Likewise, the women of the stellar Heathcliff Redux: A Novella and Stories are vulnerable in ways that the men around them are not. In the title novella, set in 1963, the narrator recounts her affair with a man who is in business with her domineering husband. Readers will detect a note of wistfulness when she reflects, "Charlie and I started dating my freshman year in college; we got married after he graduated. I got pregnant right away with the twins and did not graduate." In "The Dead Swan," another woman abandoned pursuits that could have given her more of a foothold on her future. She showed promise as a photographer--one of her pictures was selected for a group exhibition. But it was at this exhibition that she met her husband, which has led to a life of substitute teaching and awaiting his return from prison. Also no better off for having thrown in her lot with a man--a cult leader--is the protagonist of "A Natural State," who starts receiving unnerving e-mails that force her to remember this aspect of her past.

The women of Heathcliff Redux aren't without agency: like their male counterparts, they take drugs, have affairs. But Tuck's stories' power imbalances, especially men's surpassing physical strength, keep the writer ever watchful, her sentences stark with circumspection and glistening with clarity. --Nell Beram, author and freelance writer

Discover: The National Book Award winner's superb third collection features women dependent on or done wrong by men.

Atlantic Monthly Press, $23, hardcover, 224p., 9780802147592

The Authenticity Project

by Clare Pooley


Online, everyone's lives look happy and perfect, which makes Clare Pooley's (The Sober Diaries) charmed novel, The Authenticity Project, a fresh, welcome and necessary change of pace.

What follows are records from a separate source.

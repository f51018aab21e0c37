//! Client-side mutation queue for devices that go offline mid-shift.
//!
//! Writes the server never answers are parked in a durable local log
//! and replayed strictly in enqueue order once connectivity returns.
//! Application-level rejections are never queued; the server's answer
//! is surfaced to the caller as-is. Replay relies on the server
//! tolerating duplicate delivery, since an acknowledgment can be lost
//! after the mutation applied.

use std::collections::HashMap;
use std::time::Duration;

use reqwest::Method;
use thiserror::Error;

use crate::models::now_rfc3339;

pub mod store;

use store::{NewQueuedMutation, QueueStore, QueuedMutation};

#[derive(Debug, Error)]
pub enum QueueError {
    /// A read was attempted while the network is unreachable. Reads
    /// are never queued.
    #[error("network unreachable")]
    Offline,

    #[error("http error: {0}")]
    Http(#[from] reqwest::Error),

    #[error("json error: {0}")]
    Json(#[from] serde_json::Error),

    #[error("queue storage error: {0}")]
    Storage(String),
}

impl From<anyhow::Error> for QueueError {
    fn from(e: anyhow::Error) -> Self {
        QueueError::Storage(e.to_string())
    }
}

#[derive(Debug)]
pub enum SubmitOutcome {
    /// The server answered. Rejections travel in the response; they
    /// are never queued.
    Delivered(reqwest::Response),
    /// The server never answered; the request is parked locally.
    Queued,
}

/// Outcome of one drain pass.
#[derive(Debug, Clone, Copy, PartialEq, Eq)]
pub struct DrainReport {
    pub delivered: usize,
    /// Entries abandoned after a permanent (4xx) rejection, kept in
    /// the log for manual resolution.
    pub abandoned: usize,
    /// Entries still queued for the next trigger.
    pub remaining: usize,
}

pub struct OfflineQueue {
    store: QueueStore,
    http: reqwest::Client,
}

impl OfflineQueue {
    /// `request_timeout` bounds every request the queue sends. A
    /// server that accepts the connection and then goes silent counts
    /// as a network failure once the deadline passes.
    pub fn open(database_url: &str, request_timeout: Duration) -> anyhow::Result<Self> {
        Ok(Self {
            store: QueueStore::open(database_url)?,
            http: reqwest::Client::builder().timeout(request_timeout).build()?,
        })
    }

    /// Send one request. A mutation the server never answers is
    /// enqueued and reported as `Queued`; a read in the same situation
    /// fails with `QueueError::Offline` so the caller can degrade
    /// instead of hanging.
    pub async fn submit(
        &self,
        method: Method,
        url: &str,
        headers: &HashMap<String, String>,
        body: Option<&str>,
    ) -> Result<SubmitOutcome, QueueError> {
        let mut req = self.http.request(method.clone(), url);
        for (name, value) in headers {
            req = req.header(name.as_str(), value.as_str());
        }
        if let Some(body) = body {
            req = req.body(body.to_string());
        }
        match req.send().await {
            Ok(resp) => Ok(SubmitOutcome::Delivered(resp)),
            Err(e) if is_network_error(&e) => {
                if method == Method::GET {
                    return Err(QueueError::Offline);
                }
                self.store
                    .enqueue(NewQueuedMutation {
                        url: url.to_string(),
                        method: method.as_str().to_string(),
                        headers: serde_json::to_string(headers)?,
                        body: body.map(str::to_string),
                        enqueued_at: now_rfc3339(),
                    })
                    .await?;
                Ok(SubmitOutcome::Queued)
            }
            Err(e) => Err(QueueError::Http(e)),
        }
    }

    /// Replay parked entries in enqueue order. A delivered entry is
    /// removed; a 4xx rejection abandons the entry without blocking
    /// the ones behind it; a 5xx or an unanswered request ends the
    /// pass with the entry still at the head for the next trigger.
    /// An entry that cannot be sent at all is abandoned like a
    /// rejection.
    pub async fn drain(&self) -> Result<DrainReport, QueueError> {
        let pending = self.store.pending().await?;
        let mut report = DrainReport {
            delivered: 0,
            abandoned: 0,
            remaining: pending.len(),
        };
        for entry in pending {
            let headers: HashMap<String, String> = serde_json::from_str(&entry.headers)?;
            let Ok(method) = Method::from_bytes(entry.method.as_bytes()) else {
                self.store.mark_failed(entry.id, "invalid method").await?;
                report.abandoned += 1;
                report.remaining -= 1;
                continue;
            };
            let mut req = self.http.request(method, &entry.url);
            for (name, value) in &headers {
                req = req.header(name.as_str(), value.as_str());
            }
            if let Some(body) = &entry.body {
                req = req.body(body.clone());
            }
            match req.send().await {
                Err(e) if is_network_error(&e) => break,
                Err(e) => {
                    // only a request that cannot be built lands here;
                    // it would fail the same way on every pass
                    self.store.mark_failed(entry.id, &e.to_string()).await?;
                    report.abandoned += 1;
                    report.remaining -= 1;
                }
                Ok(resp) if resp.status().is_success() => {
                    self.store.remove(entry.id).await?;
                    report.delivered += 1;
                    report.remaining -= 1;
                }
                Ok(resp) if resp.status().is_client_error() => {
                    self.store
                        .mark_failed(entry.id, &format!("HTTP {}", resp.status()))
                        .await?;
                    report.abandoned += 1;
                    report.remaining -= 1;
                }
                Ok(_) => break,
            }
        }
        Ok(report)
    }

    pub async fn pending(&self) -> Result<Vec<QueuedMutation>, QueueError> {
        Ok(self.store.pending().await?)
    }

    pub async fn failed_entries(&self) -> Result<Vec<QueuedMutation>, QueueError> {
        Ok(self.store.failed_entries().await?)
    }
}

/// A failure carrying no HTTP status means the server never answered,
/// so the request may or may not have applied. A connection dropped
/// after the request was written classifies the same as a refused
/// connect or a timeout. Errors from building the request itself are
/// the caller's, not the network's.
fn is_network_error(e: &reqwest::Error) -> bool {
    !e.is_builder() && e.status().is_none()
}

Monica is a single, 37-year-old Brit who gave up her corporate law to open a London café. She discovers a simple exercise book left behind in her coffee shop, with three words etched on the cover: "The Authenticity Project." The first page reads: "Everyone lies about their lives. What would happen if you shared the truth instead...? Not on the internet, but with those real people around you?"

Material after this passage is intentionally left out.